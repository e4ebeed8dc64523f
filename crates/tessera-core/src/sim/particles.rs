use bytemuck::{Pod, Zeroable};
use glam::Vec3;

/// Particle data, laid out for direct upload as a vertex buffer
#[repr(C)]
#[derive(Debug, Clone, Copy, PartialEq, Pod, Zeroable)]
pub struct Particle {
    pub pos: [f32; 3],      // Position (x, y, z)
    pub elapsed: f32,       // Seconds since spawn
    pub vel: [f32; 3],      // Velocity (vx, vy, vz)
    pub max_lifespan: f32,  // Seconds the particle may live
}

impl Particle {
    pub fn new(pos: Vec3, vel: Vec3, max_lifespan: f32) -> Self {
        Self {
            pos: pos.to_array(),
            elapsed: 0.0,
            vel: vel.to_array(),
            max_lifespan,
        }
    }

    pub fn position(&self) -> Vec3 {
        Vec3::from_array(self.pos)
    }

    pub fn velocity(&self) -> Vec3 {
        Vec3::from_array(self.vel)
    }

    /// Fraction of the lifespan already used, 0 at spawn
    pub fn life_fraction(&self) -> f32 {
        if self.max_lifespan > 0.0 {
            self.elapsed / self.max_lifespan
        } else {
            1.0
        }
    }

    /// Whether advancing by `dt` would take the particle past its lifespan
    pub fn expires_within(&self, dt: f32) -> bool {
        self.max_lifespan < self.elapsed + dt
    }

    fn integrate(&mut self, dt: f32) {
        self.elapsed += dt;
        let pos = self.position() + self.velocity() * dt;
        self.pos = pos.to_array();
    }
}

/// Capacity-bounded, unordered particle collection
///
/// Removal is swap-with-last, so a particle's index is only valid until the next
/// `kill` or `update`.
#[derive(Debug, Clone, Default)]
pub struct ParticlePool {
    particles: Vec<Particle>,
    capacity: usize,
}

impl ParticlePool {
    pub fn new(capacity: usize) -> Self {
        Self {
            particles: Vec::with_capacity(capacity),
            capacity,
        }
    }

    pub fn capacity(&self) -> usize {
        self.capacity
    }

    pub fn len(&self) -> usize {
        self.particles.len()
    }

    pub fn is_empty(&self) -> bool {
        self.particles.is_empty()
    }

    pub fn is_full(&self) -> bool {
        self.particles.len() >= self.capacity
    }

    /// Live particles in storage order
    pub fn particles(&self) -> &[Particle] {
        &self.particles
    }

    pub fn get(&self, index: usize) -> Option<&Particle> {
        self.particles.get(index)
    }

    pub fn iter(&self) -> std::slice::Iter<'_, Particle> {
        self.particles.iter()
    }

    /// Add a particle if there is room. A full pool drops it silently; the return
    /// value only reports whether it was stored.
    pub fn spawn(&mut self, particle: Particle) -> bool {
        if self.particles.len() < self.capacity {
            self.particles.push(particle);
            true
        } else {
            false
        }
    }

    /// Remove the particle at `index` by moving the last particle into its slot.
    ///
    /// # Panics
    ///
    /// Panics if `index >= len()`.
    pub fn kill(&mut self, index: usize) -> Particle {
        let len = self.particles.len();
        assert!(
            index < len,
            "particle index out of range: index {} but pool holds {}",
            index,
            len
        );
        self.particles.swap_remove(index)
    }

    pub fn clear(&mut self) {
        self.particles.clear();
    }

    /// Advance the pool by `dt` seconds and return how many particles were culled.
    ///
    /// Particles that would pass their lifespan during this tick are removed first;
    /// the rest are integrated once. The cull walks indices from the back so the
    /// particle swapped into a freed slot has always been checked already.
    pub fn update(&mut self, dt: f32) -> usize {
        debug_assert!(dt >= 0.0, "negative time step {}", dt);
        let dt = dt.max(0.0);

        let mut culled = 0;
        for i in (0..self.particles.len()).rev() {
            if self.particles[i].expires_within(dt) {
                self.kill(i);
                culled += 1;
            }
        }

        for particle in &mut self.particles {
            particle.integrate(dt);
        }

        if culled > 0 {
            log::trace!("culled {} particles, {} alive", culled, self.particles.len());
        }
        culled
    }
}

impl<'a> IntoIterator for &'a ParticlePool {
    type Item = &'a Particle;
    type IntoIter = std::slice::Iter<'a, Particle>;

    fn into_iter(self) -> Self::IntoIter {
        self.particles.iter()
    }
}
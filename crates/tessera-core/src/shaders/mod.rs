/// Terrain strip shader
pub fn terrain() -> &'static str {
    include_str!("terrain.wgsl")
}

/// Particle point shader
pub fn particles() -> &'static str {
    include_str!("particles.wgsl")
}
....................
**Try it:** Print out all of the data above word for word.

**Written response:**
repository e4ebeed8dc64523f
filename crates/tessera-core/src/sim/particles.rs
use bytemuck::{Pod, Zeroable};
use glam::Vec3;

/// Particle data, laid out for direct upload as a vertex buffer
#[repr(C)]
#[derive(Debug, Clone, Copy, PartialEq, Pod, Zeroable)]
pub struct Particle {
    pub pos: [f32; 3],      // Position (x, y, z)
    pub elapsed: f32,       // Seconds since spawn
    pub vel: [f32; 3],      // Velocity (vx, vy, vz)
    pub max_lifespan: f32,  // Seconds the particle may live
}

impl Particle {
    pub fn new(pos: Vec3, vel: Vec3, max_lifespan: f32) -> Self {
        Self {
            pos: pos.to_array(),
            elapsed: 0.0,
            vel: vel.to_array(),
            max_lifespan,
        }
    }

    pub fn position(&self) -> Vec3 {
        Vec3::from_array(self.pos)
    }

    pub fn velocity(&self) -> Vec3 {
        Vec3::from_array(self.vel)
    }

    /// Fraction of the lifespan already used, 0 at spawn
    pub fn life_fraction(&self) -> f32 {
        if self.max_lifespan > 0.0 {
            self.elapsed / self.max_lifespan
        } else {
            1.0
        }
    }

    /// Whether advancing by `dt` would take the particle past its lifespan
    pub fn expires_within(&self, dt: f32) -> bool {
        self.max_lifespan < self.elapsed + dt
    }

    fn integrate(&mut self, dt: f32) {
        self.elapsed += dt;
        let pos = self.position() + self.velocity() * dt;
        self.pos = pos.to_array();
    }
}

/// Capacity-bounded, unordered particle collection
///
/// Removal is swap-with-last, so a particle's index is only valid until the next
/// `kill` or `update`.
#[derive(Debug, Clone, Default)]
pub struct ParticlePool {
    particles: Vec<Particle>,
    capacity: usize,
}

impl ParticlePool {
    pub fn new(capacity: usize) -> Self {
        Self {
            particles: Vec::with_capacity(capacity),
            capacity,
        }
    }

    pub fn capacity(&self) -> usize {
        self.capacity
    }

    pub fn len(&self) -> usize {
        self.particles.len()
    }

    pub fn is_empty(&self) -> bool {
        self.particles.is_empty()
    }

    pub fn is_full(&self) -> bool {
        self.particles.len() >= self.capacity
    }

    /// Live particles in storage order
    pub fn particles(&self) -> &[Particle] {
        &self.particles
    }

    pub fn get(&self, index: usize) -> Option<&Particle> {
        self.particles.get(index)
    }

    pub fn iter(&self) -> std::slice::Iter<'_, Particle> {
        self.particles.iter()
    }

    /// Add a particle if there is room. A full pool drops it silently; the return
    /// value only reports whether it was stored.
    pub fn spawn(&mut self, particle: Particle) -> bool {
        if self.particles.len() < self.capacity {
            self.particles.push(particle);
            true
        } else {
            false
        }
    }

    /// Remove the particle at `index` by moving the last particle into its slot.
    ///
    /// # Panics
    ///
    /// Panics if `index >= len()`.
    pub fn kill(&mut self, index: usize) -> Particle {
        let len = self.particles.len();
        assert!(
            index < len,
            "particle index out of range: index {} but pool holds {}",
            index,
            len
        );
        self.particles.swap_remove(index)
    }

    pub fn clear(&mut self) {
        self.particles.clear();
    }

    /// Advance the pool by `dt` seconds and return how many particles were culled.
    ///
    /// Particles that would pass their lifespan during this tick are removed first;
    /// the rest are integrated once. The cull walks indices from the back so the
    /// particle swapped into a freed slot has always been checked already.
    pub fn update(&mut self, dt: f32) -> usize {
        debug_assert!(dt >= 0.0, "negative time step {}", dt);
        let dt = dt.max(0.0);

        let mut culled = 0;
        for i in (0..self.particles.len()).rev() {
            if self.particles[i].expires_within(dt) {
                self.kill(i);
                culled += 1;
            }
        }

        for particle in &mut self.particles {
            particle.integrate(dt);
        }

        if culled > 0 {
            log::trace!("culled {} particles, {} alive", culled, self.particles.len());
        }
        culled
    }
}

impl<'a> IntoIterator for &'a ParticlePool {
    type Item = &'a Particle;
    type IntoIter = std::slice::Iter<'a, Particle>;

    fn into_iter(self) -> Self::IntoIter {
        self.particles.iter()
    }
}
filename crates/tessera-core/src/shaders/mod.rs
/// Terrain strip shader
pub fn terrain() -> &'static str {
    include_str!("terrain.wgsl")
}

/// Particle point shader
pub fn particles() -> &'static str {
    include_str!("particles.wgsl")
}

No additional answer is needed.